═════ Source data ═════

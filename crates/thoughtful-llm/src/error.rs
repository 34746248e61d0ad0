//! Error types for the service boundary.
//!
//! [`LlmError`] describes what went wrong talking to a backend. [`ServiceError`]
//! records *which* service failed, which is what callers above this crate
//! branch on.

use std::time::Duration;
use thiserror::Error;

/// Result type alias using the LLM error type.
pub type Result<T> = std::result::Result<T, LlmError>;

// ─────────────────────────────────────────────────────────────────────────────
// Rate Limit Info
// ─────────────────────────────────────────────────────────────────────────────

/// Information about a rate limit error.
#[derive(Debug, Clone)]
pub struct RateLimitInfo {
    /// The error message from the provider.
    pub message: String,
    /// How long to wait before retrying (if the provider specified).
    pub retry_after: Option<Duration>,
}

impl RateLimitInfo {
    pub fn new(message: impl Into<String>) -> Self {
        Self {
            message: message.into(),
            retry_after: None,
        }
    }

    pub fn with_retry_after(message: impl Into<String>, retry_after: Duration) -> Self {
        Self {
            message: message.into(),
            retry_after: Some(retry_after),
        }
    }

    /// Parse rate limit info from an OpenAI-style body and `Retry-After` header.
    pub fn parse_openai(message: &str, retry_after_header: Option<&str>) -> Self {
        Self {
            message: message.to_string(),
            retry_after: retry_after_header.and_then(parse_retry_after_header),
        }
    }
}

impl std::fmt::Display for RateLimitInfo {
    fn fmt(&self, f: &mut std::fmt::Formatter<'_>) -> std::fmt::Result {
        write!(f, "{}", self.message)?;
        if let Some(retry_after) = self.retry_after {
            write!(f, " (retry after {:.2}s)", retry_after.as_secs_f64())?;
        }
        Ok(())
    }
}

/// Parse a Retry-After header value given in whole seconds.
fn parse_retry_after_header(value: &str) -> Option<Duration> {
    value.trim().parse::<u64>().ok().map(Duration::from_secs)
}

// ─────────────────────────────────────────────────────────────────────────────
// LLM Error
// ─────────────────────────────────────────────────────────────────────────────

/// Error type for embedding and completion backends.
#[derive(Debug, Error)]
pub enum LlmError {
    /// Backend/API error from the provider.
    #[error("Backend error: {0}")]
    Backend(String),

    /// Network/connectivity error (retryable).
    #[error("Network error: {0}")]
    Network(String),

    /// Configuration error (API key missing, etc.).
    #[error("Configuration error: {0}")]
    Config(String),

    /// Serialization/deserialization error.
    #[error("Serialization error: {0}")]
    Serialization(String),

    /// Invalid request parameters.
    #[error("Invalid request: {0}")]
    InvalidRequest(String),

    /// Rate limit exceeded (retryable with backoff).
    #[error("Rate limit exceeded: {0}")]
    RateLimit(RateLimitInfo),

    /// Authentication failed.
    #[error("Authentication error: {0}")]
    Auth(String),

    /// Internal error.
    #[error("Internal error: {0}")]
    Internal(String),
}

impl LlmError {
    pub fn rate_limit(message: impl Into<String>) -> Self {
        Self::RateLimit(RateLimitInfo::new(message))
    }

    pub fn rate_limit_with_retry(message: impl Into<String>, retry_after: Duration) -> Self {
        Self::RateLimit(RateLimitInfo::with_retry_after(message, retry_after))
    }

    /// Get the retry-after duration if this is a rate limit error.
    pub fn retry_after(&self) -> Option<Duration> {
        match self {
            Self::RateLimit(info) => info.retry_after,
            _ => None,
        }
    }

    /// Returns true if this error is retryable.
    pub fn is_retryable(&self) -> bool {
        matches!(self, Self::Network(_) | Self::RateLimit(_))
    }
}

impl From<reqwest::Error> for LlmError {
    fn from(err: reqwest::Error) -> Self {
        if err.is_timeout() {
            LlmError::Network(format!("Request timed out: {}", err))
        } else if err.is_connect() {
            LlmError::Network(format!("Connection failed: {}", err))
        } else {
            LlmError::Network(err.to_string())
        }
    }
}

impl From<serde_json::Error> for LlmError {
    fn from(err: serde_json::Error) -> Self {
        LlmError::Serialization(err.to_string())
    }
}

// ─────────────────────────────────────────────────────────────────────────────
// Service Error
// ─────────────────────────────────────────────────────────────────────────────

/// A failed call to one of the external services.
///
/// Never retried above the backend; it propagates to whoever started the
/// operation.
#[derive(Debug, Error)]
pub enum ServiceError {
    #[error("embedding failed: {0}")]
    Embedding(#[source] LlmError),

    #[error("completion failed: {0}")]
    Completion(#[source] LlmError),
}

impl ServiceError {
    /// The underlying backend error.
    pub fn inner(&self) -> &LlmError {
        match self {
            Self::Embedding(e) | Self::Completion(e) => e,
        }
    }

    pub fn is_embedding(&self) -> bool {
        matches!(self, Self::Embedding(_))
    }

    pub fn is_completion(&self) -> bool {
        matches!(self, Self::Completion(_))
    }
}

═════

■ Requirement ■
Only one stretch of the data above is needed. Restate it word for word, from the line containing "key missing, etc.)." through the line containing "Invalid request parameters.", both ends included.

■ Result of the task ■
    /// Configuration error (API key missing, etc.).
    #[error("Configuration error: {0}")]
    Config(String),

    /// Serialization/deserialization error.
    #[error("Serialization error: {0}")]
    Serialization(String),

    /// Invalid request parameters.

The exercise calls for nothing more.